Hissing in growing agony, Live Wire held a hoof over his false eye, and could only shout obscenities in increasing volume.
Not knowing what to do, she looked to Morales who had opened his pod early, spilling fluid all over the deck as he climbed out. “Captain, get him to medical right now! Do it!”
“R-right, yeah!” Morales aided her in moving Live Wire onto her back before he bolted at a full sprint to medical. The hows and whys fled her mind as she too joined the race. Doors left open by Mote’s passing and Morales’ tail guided the way as the ship’s layout fled her mind. “Stay with me, Wire!” Her terror grew as he didn’t reply, and only started convulsing into a seizure. She spread her wings in a desperate attempt to keep him on her back.
She nearly stumbled twice on the mad dash to medical, and nearly slammed into the door frame of it when she tried to enter. Wiggly’s breath came in ragged gasps, and her tears threatened to blind her. Mote was hastily dropping Winter Gale onto a bed, while Morales skidded to a stop in front of it.
“Computer, activate arcana stasis!” A pale blue field encapsulated the bed, stilling Winter’s pain-wracked form. He turned towards’ Wiggly’s hoofsteps. “Put him down on the other bed, hurry!” Both aliens helped Wiggly do so before Morales repeated the command to the second bed.
As the field encased her brother, Wiggly looked to Morales. “What’s going on?! Was it an attack?! A virus?!” Further questions were cut off by Morales holding out a silencing finger before he immediately refocused on the readouts the beds were giving him.
“An attack, in a manner of speaking.” After a few seconds, he scowled deeply, but was able to breathe again. “Magic stasis is quick, but can’t fully stop the process. They’ve got two hours at best.” With the immediate urgency passed, Mote became distant and reserved, fearing the questions and condemnations to come.
Wiggly however, propped herself up on Wire’s bed, and was horrified to see some of the hairs and skin around his eye were burnt. No, the flesh was necrotic. “What. Happened?” For the longest moment, neither cathrex wished to say a word. Mote held herself and shied away, while Morales leaned heavily against his arms on the bed, he too couldn’t bring himself to look at the pony. Terror washed away, and was replaced by surging anger. Wiggly grabbed Morales’ belt and dragged him down to meet her gaze. “You knew what to do; what is this!?”
Morales’ lips trembled, heart-felt pain warred within him. “They can be saved, but I need your consent.”
Gritting her teeth at her question being ignored, Wiggly shook him.

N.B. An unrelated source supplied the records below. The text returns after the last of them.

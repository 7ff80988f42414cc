//! The arena-backed document and its navigation and editing operations.

use crate::writer::write_node;
use crate::{Result, XmlElement, XmlNode, parser};
use indextree::{Arena, NodeId};

/// A parsed XML document part.
///
/// All nodes, including detached ones created by edits or clones, live in a
/// single arena owned by the document. A [`NodeId`] is only meaningful for the
/// document that created it.
#[derive(Debug, Clone)]
pub struct XmlDocument {
    arena: Arena<XmlNode>,
    root: NodeId,
    declaration: Option<String>,
}

impl XmlDocument {
    /// Parse a complete document.
    ///
    /// # Errors
    ///
    /// Returns an error if the XML is malformed or has no single root element.
    pub fn parse(content: &str) -> Result<Self> {
        parser::parse(content)
    }

    pub(crate) fn from_parts(
        arena: Arena<XmlNode>,
        root: NodeId,
        declaration: Option<String>,
    ) -> Self {
        Self {
            arena,
            root,
            declaration,
        }
    }

    /// The root element.
    pub fn root(&self) -> NodeId {
        self.root
    }

    /// The XML declaration body (`xml version="1.0" ...`), if the source had one.
    pub fn declaration(&self) -> Option<&str> {
        self.declaration.as_deref()
    }

    // ---- payload access -------------------------------------------------

    pub fn node(&self, id: NodeId) -> &XmlNode {
        self.arena[id].get()
    }

    pub fn node_mut(&mut self, id: NodeId) -> &mut XmlNode {
        self.arena[id].get_mut()
    }

    pub fn element(&self, id: NodeId) -> Option<&XmlElement> {
        self.node(id).as_element()
    }

    pub fn element_mut(&mut self, id: NodeId) -> Option<&mut XmlElement> {
        self.node_mut(id).as_element_mut()
    }

    /// The qualified element name, or `None` for text nodes.
    pub fn name(&self, id: NodeId) -> Option<&str> {
        self.element(id).map(|e| e.name.as_str())
    }

    /// Check if `id` is an element with the given qualified name.
    pub fn is_element(&self, id: NodeId, name: &str) -> bool {
        self.name(id) == Some(name)
    }

    pub fn attribute(&self, id: NodeId, name: &str) -> Option<&str> {
        self.element(id).and_then(|e| e.attribute(name))
    }

    /// Set an attribute on an element. Text nodes are left untouched.
    pub fn set_attribute(&mut self, id: NodeId, name: &str, value: impl Into<String>) {
        if let Some(element) = self.element_mut(id) {
            element.set_attribute(name, value);
        }
    }

    // ---- navigation -----------------------------------------------------

    pub fn parent(&self, id: NodeId) -> Option<NodeId> {
        self.arena[id].parent()
    }

    pub fn children(&self, id: NodeId) -> impl Iterator<Item = NodeId> + '_ {
        id.children(&self.arena)
    }

    pub fn element_children(&self, id: NodeId) -> impl Iterator<Item = NodeId> + '_ {
        id.children(&self.arena)
            .filter(|&child| self.node(child).is_element())
    }

    pub fn first_child(&self, id: NodeId) -> Option<NodeId> {
        self.arena[id].first_child()
    }

    pub fn next_sibling(&self, id: NodeId) -> Option<NodeId> {
        self.arena[id].next_sibling()
    }

    /// The next sibling that is an element, skipping text.
    pub fn next_element(&self, id: NodeId) -> Option<NodeId> {
        id.following_siblings(&self.arena)
            .skip(1)
            .find(|&sibling| self.node(sibling).is_element())
    }

    /// Enclosing nodes from the parent up to the detached or document root.
    pub fn ancestors(&self, id: NodeId) -> impl Iterator<Item = NodeId> + '_ {
        id.ancestors(&self.arena).skip(1)
    }

    /// The nearest enclosing element with the given name (never `id` itself).
    pub fn ancestor(&self, id: NodeId, name: &str) -> Option<NodeId> {
        self.ancestors(id).find(|&a| self.is_element(a, name))
    }

    /// Pre-order enumeration of `id` and everything below it.
    ///
    /// The order depends only on the tree shape, so two documents parsed from
    /// identical content enumerate identically.
    pub fn descendants(&self, id: NodeId) -> impl Iterator<Item = NodeId> + '_ {
        id.descendants(&self.arena)
    }

    /// The first element below `id` (excluding `id`) with the given name.
    pub fn find(&self, id: NodeId, name: &str) -> Option<NodeId> {
        self.descendants(id)
            .skip(1)
            .find(|&n| self.is_element(n, name))
    }

    /// All elements below `id` (excluding `id`) with the given name, in
    /// document order.
    pub fn find_all(&self, id: NodeId, name: &str) -> Vec<NodeId> {
        self.descendants(id)
            .skip(1)
            .filter(|&n| self.is_element(n, name))
            .collect()
    }

    /// Concatenated text of all text and CDATA nodes below `id`.
    pub fn text_content(&self, id: NodeId) -> String {
        let mut text = String::new();
        for node in self.descendants(id) {
            match self.node(node) {
                XmlNode::Text(content) | XmlNode::CData(content) => text.push_str(content),
                XmlNode::Element(_) => {}
            }
        }
        text
    }

    /// Check if `id` is still reachable from the document root.
    pub fn is_attached(&self, id: NodeId) -> bool {
        id.ancestors(&self.arena).any(|a| a == self.root)
    }

    // ---- editing --------------------------------------------------------

    /// Create a detached element without attributes.
    pub fn create_element(&mut self, name: &str) -> NodeId {
        self.arena.new_node(XmlNode::Element(XmlElement::new(name)))
    }

    /// Create a detached text node.
    pub fn create_text(&mut self, text: impl Into<String>) -> NodeId {
        self.arena.new_node(XmlNode::Text(text.into()))
    }

    /// Move `child` to the end of `parent`'s children.
    pub fn append_child(&mut self, parent: NodeId, child: NodeId) {
        child.detach(&mut self.arena);
        parent.append(child, &mut self.arena);
    }

    /// Move `node` to directly after `anchor`.
    pub fn insert_after(&mut self, anchor: NodeId, node: NodeId) {
        node.detach(&mut self.arena);
        anchor.insert_after(node, &mut self.arena);
    }

    /// Move `node` to directly before `anchor`.
    pub fn insert_before(&mut self, anchor: NodeId, node: NodeId) {
        node.detach(&mut self.arena);
        anchor.insert_before(node, &mut self.arena);
    }

    /// Remove `id` (and its subtree) from its parent.
    pub fn detach(&mut self, id: NodeId) {
        id.detach(&mut self.arena);
    }

    /// Replace `id` by its own children, in order.
    pub fn unwrap(&mut self, id: NodeId) {
        let children: Vec<NodeId> = self.children(id).collect();
        if self.parent(id).is_some() {
            for child in children {
                self.insert_before(id, child);
            }
        }
        self.detach(id);
    }

    /// Remove all children of `id`.
    pub fn clear_children(&mut self, id: NodeId) {
        let children: Vec<NodeId> = self.children(id).collect();
        for child in children {
            self.detach(child);
        }
    }

    /// Replace the content of `id` by a single text node.
    pub fn set_text_content(&mut self, id: NodeId, text: impl Into<String>) {
        self.clear_children(id);
        let text = self.create_text(text);
        self.append_child(id, text);
    }

    /// Copy `id` and its whole subtree into new detached nodes.
    pub fn deep_clone(&mut self, id: NodeId) -> NodeId {
        let copy = self.arena.new_node(self.arena[id].get().clone());
        let children: Vec<NodeId> = self.children(id).collect();
        for child in children {
            let child_copy = self.deep_clone(child);
            copy.append(child_copy, &mut self.arena);
        }
        copy
    }

    /// Parse a markup fragment into detached nodes owned by this document.
    ///
    /// # Errors
    ///
    /// Returns an error if the fragment is not well-formed.
    pub fn parse_fragment(&mut self, markup: &str) -> Result<Vec<NodeId>> {
        parser::parse_fragment(markup, &mut self.arena)
    }

    // ---- serialization --------------------------------------------------

    /// Serialize the whole document, including its declaration.
    pub fn to_xml(&self) -> String {
        let mut out = String::new();
        if let Some(declaration) = &self.declaration {
            out.push_str("<?");
            out.push_str(declaration);
            out.push_str("?>\n");
        }
        write_node(&self.arena, self.root, &mut out);
        out
    }

    /// Serialize a single node and its subtree.
    pub fn node_to_xml(&self, id: NodeId) -> String {
        let mut out = String::new();
        write_node(&self.arena, id, &mut out);
        out
    }
}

Her burning need for answers had to give way. “You’re a doctor aren’t you?! Why would you need consent?”
Mote retreated a step, her head bowed in old shame. Morales fared little better, and it took Wiggly shaking him again for the doctor to find his voice. “Their implants. They’re being harmed through the implants, and if I don’t remove them, they’ll die.”
“Harmed? You need to remo-” Wiggly let go so she could float up and look first at her brother. He can live without the gear, but Winter? She turned to the sailor, and horrid fear returned. “But Winter’s too heavily cyberized, she’ll die if you remove her chrome!”
“I’ve…” Shame forced Morales to clamp his mouth shut again, but he had grown to care about these equine companions. His shame was not enough to still his tongue for long. “Thanks to your modifications, we still have a pod tuned to pony physiology. I can save Winter. Even regrow her original organs, should she survive surgery.”
“Well-” Wiggly sputtered trying to get her bearings. “Then yes! You have my consent.” She thrust a dangerous hoof at him. “But when you get done with the scalpel, I need answers. All of them!”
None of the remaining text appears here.